• Task objective
Transcribe the records word for word, beginning with the first line and ending with the line that contains "not be reached."; include nothing else.

• Provided information
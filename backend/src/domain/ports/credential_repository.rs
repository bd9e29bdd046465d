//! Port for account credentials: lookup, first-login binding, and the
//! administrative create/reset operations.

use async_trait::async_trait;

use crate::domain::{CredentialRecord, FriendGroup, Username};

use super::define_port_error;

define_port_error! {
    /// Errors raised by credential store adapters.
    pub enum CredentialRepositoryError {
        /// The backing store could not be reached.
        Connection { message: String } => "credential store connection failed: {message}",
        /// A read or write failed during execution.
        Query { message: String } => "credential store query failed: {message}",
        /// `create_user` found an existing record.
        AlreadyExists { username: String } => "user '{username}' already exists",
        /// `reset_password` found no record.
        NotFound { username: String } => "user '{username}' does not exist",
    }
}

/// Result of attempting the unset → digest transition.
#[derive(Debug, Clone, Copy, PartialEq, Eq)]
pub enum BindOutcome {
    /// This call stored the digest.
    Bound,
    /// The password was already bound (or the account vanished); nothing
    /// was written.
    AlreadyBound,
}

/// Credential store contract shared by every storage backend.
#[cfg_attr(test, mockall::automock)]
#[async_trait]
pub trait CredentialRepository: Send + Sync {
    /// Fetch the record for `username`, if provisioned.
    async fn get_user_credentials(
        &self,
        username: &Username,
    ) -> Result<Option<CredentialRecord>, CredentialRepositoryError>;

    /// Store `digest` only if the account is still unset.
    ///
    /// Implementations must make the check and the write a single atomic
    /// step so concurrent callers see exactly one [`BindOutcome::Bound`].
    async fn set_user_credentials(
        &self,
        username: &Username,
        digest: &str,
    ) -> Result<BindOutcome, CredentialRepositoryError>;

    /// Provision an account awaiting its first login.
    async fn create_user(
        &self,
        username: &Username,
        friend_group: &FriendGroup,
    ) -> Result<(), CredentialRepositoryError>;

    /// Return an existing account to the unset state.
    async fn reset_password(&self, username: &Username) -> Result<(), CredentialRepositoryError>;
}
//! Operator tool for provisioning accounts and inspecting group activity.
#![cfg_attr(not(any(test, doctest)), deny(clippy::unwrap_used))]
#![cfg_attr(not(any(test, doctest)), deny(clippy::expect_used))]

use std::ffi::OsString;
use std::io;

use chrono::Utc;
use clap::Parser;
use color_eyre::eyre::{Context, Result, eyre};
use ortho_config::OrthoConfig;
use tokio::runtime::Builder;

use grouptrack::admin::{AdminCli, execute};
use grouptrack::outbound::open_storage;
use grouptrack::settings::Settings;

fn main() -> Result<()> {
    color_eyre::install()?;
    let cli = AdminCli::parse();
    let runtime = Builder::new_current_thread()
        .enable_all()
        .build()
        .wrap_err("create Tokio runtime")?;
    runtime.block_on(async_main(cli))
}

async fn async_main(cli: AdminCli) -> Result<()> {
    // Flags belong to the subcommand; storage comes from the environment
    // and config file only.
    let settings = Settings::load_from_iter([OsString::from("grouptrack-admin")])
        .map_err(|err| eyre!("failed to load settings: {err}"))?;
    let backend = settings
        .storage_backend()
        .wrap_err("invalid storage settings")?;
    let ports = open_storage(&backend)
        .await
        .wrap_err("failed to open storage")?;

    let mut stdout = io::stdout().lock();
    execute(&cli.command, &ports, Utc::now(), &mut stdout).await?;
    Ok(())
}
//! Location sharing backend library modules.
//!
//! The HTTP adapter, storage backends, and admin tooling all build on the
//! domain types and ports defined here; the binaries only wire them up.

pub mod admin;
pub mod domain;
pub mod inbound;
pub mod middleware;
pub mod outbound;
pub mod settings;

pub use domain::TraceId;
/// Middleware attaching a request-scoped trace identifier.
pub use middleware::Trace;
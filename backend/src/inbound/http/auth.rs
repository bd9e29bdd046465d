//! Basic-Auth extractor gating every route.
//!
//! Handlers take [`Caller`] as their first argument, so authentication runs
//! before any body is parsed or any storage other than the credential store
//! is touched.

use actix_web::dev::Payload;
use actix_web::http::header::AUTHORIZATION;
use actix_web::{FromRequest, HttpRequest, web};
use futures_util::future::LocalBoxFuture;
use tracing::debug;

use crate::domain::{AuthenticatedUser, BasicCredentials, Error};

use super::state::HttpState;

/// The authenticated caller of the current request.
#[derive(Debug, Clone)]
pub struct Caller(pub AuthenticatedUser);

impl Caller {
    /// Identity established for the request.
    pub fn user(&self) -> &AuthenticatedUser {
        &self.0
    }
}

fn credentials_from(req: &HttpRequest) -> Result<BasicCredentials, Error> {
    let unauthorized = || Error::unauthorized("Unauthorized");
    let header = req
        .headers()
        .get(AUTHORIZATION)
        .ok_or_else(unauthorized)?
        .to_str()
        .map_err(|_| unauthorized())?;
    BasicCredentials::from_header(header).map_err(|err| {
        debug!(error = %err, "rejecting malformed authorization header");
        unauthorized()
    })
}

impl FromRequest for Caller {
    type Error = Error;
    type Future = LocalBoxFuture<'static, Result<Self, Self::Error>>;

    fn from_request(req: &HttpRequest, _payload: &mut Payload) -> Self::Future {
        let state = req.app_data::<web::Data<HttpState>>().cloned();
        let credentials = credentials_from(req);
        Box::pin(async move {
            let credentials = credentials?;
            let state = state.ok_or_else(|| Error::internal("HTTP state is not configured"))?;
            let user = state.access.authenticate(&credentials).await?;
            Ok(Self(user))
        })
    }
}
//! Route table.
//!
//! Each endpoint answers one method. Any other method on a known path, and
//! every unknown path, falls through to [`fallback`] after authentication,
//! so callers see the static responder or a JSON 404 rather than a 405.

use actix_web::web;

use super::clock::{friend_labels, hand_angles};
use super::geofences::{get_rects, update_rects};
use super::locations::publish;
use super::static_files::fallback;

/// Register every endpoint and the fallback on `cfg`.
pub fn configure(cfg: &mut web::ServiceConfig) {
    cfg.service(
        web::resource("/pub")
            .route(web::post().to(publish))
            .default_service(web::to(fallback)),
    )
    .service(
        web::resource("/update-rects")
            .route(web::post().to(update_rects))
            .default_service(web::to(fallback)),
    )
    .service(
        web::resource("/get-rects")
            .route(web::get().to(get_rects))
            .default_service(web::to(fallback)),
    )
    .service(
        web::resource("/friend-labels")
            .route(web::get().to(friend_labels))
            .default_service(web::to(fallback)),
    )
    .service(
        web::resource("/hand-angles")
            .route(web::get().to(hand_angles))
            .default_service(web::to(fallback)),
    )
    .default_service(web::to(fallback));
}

• Answer to this exercise
filename backend/src/domain/ports/credential_repository.rs
repository bd9e29bdd046465d
//! Port for account credentials: lookup, first-login binding, and the
//! administrative create/reset operations.

use async_trait::async_trait;

use crate::domain::{CredentialRecord, FriendGroup, Username};

use super::define_port_error;

define_port_error! {
    /// Errors raised by credential store adapters.
    pub enum CredentialRepositoryError {
        /// The backing store could not be reached.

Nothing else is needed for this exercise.